Flexible Multitask Computation in Recurrent Networks Utilizes Shared Dynamical Motifs
Center for Studies in Physics and Biology
- Special Seminar Series
David Sussillo, Ph.D., adjunct professor, electrical engineering, Stanford University; senior research scientist, Meta
- Speaker bio(s)
Flexible computation is a hallmark of intelligent behavior. Yet, little is known about how neural networks contextually reconfigure for different computations. Humans are able to perform a new task without extensive training, presumably through the composition of elementary processes that were previously learned.

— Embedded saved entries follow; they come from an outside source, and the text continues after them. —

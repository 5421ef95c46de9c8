//! # Risk
//!
//! $$
//! \text{VaR}_c(R_p)=-\inf\{x:\ \mathbb P(R_p\le x)>1-c\}
//! $$
//!
pub mod comparison;
pub mod dual;
pub mod metrics;
pub mod var;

Cognitive scientists have long hypothesized the possibility of a compositional neural code, where complex neural computations are made up of constituent components; however, the neural substrate underlying this structure remains elusive in biological and artificial neural networks. Here we identified an algorithmic neural substrate for compositional computation through the study of multitasking artificial recurrent neural networks. Dynamical systems analyses of networks revealed learned computational strategies that mirrored the modular subtask structure of the task-set used for training. Dynamical motifs such as attractors, decision boundaries and rotations were reused across different task computations. In summary, we present a conceptual framework that establishes dynamical motifs as a fundamental unit of computation, intermediate between the neuron and the network. As more whole brain imaging studies record neural activity from multiple specialized systems simultaneously, the framework of dynamical motifs will guide questions about specialization and generalization across brain regions.